• _Task description_
Could you restate all of the entries, word for word?

• _Data records_

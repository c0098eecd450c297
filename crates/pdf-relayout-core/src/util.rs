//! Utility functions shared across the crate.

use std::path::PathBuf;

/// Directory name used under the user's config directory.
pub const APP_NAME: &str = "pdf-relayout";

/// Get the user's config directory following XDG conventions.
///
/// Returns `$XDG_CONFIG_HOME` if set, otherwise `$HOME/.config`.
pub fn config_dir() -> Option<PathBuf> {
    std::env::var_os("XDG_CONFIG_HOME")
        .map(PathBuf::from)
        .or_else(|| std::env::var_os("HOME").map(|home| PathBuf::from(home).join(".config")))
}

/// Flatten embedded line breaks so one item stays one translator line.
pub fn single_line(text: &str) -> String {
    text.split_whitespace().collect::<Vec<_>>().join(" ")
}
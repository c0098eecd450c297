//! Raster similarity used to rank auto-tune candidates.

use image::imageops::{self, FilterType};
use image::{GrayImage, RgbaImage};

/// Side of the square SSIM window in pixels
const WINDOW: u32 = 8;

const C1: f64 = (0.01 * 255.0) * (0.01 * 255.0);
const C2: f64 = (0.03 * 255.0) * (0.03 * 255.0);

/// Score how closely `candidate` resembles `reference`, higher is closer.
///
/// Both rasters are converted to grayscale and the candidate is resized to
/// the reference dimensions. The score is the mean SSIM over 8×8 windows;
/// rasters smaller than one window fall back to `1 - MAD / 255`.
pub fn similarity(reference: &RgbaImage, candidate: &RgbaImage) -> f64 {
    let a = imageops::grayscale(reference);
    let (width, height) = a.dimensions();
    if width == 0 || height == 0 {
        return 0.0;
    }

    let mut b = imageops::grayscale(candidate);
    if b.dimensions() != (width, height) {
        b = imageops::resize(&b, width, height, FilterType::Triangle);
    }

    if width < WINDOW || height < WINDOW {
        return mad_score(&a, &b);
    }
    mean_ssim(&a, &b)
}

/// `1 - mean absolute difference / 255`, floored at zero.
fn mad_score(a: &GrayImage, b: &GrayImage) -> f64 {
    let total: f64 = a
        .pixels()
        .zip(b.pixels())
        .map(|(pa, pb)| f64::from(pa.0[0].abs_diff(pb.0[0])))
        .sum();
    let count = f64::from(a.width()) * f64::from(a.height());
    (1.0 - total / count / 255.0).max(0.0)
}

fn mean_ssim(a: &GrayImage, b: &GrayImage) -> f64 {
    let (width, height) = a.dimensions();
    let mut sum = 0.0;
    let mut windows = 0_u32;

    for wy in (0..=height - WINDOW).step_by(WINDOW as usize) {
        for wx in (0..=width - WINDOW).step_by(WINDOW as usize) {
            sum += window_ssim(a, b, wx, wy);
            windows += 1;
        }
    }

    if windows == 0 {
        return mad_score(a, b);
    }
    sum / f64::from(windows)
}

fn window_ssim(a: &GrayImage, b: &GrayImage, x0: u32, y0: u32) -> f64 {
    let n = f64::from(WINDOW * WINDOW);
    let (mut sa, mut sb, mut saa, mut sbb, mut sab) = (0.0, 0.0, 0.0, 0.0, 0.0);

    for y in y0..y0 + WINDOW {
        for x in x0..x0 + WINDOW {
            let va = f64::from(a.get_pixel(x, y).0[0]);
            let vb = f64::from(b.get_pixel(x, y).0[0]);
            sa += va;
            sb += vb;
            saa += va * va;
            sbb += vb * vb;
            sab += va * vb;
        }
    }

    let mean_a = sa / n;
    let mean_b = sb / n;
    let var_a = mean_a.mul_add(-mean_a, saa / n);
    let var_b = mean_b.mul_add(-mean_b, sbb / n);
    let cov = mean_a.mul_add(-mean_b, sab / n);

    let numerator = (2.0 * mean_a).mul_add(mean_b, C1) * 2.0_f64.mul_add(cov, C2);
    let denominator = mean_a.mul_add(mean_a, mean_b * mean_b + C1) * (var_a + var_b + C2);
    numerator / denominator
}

• _Result of the task_
repository c0098eecd450c297
filename crates/pdf-relayout-core/src/util.rs
//! Utility functions shared across the crate.

use std::path::PathBuf;

/// Directory name used under the user's config directory.
pub const APP_NAME: &str = "pdf-relayout";

/// Get the user's config directory following XDG conventions.
///
/// Returns `$XDG_CONFIG_HOME` if set, otherwise `$HOME/.config`.
pub fn config_dir() -> Option<PathBuf> {
    std::env::var_os("XDG_CONFIG_HOME")
        .map(PathBuf::from)
        .or_else(|| std::env::var_os("HOME").map(|home| PathBuf::from(home).join(".config")))
}

/// Flatten embedded line breaks so one item stays one translator line.
pub fn single_line(text: &str) -> String {
    text.split_whitespace().collect::<Vec<_>>().join(" ")
}
repository c0098eecd450c297
//! Raster similarity used to rank auto-tune candidates.

use image::imageops::{self, FilterType};
use image::{GrayImage, RgbaImage};

/// Side of the square SSIM window in pixels
const WINDOW: u32 = 8;

const C1: f64 = (0.01 * 255.0) * (0.01 * 255.0);
const C2: f64 = (0.03 * 255.0) * (0.03 * 255.0);

/// Score how closely `candidate` resembles `reference`, higher is closer.
///
/// Both rasters are converted to grayscale and the candidate is resized to
/// the reference dimensions. The score is the mean SSIM over 8×8 windows;
/// rasters smaller than one window fall back to `1 - MAD / 255`.
pub fn similarity(reference: &RgbaImage, candidate: &RgbaImage) -> f64 {
    let a = imageops::grayscale(reference);
    let (width, height) = a.dimensions();
    if width == 0 || height == 0 {
        return 0.0;
    }

    let mut b = imageops::grayscale(candidate);
    if b.dimensions() != (width, height) {
        b = imageops::resize(&b, width, height, FilterType::Triangle);
    }

    if width < WINDOW || height < WINDOW {
        return mad_score(&a, &b);
    }
    mean_ssim(&a, &b)
}

/// `1 - mean absolute difference / 255`, floored at zero.
fn mad_score(a: &GrayImage, b: &GrayImage) -> f64 {
    let total: f64 = a
        .pixels()
        .zip(b.pixels())
        .map(|(pa, pb)| f64::from(pa.0[0].abs_diff(pb.0[0])))
        .sum();
    let count = f64::from(a.width()) * f64::from(a.height());
    (1.0 - total / count / 255.0).max(0.0)
}

fn mean_ssim(a: &GrayImage, b: &GrayImage) -> f64 {
    let (width, height) = a.dimensions();
    let mut sum = 0.0;
    let mut windows = 0_u32;

    for wy in (0..=height - WINDOW).step_by(WINDOW as usize) {
        for wx in (0..=width - WINDOW).step_by(WINDOW as usize) {
            sum += window_ssim(a, b, wx, wy);
            windows += 1;
        }
    }

    if windows == 0 {
        return mad_score(a, b);
    }
    sum / f64::from(windows)
}

fn window_ssim(a: &GrayImage, b: &GrayImage, x0: u32, y0: u32) -> f64 {
    let n = f64::from(WINDOW * WINDOW);
    let (mut sa, mut sb, mut saa, mut sbb, mut sab) = (0.0, 0.0, 0.0, 0.0, 0.0);

    for y in y0..y0 + WINDOW {
        for x in x0..x0 + WINDOW {
            let va = f64::from(a.get_pixel(x, y).0[0]);
            let vb = f64::from(b.get_pixel(x, y).0[0]);
            sa += va;
            sb += vb;
            saa += va * va;
            sbb += vb * vb;
            sab += va * vb;
        }
    }

    let mean_a = sa / n;
    let mean_b = sb / n;
    let var_a = mean_a.mul_add(-mean_a, saa / n);
    let var_b = mean_b.mul_add(-mean_b, sbb / n);
    let cov = mean_a.mul_add(-mean_b, sab / n);

    let numerator = (2.0 * mean_a).mul_add(mean_b, C1) * 2.0_f64.mul_add(cov, C2);
    let denominator = mean_a.mul_add(mean_a, mean_b * mean_b + C1) * (var_a + var_b + C2);
    numerator / denominator
}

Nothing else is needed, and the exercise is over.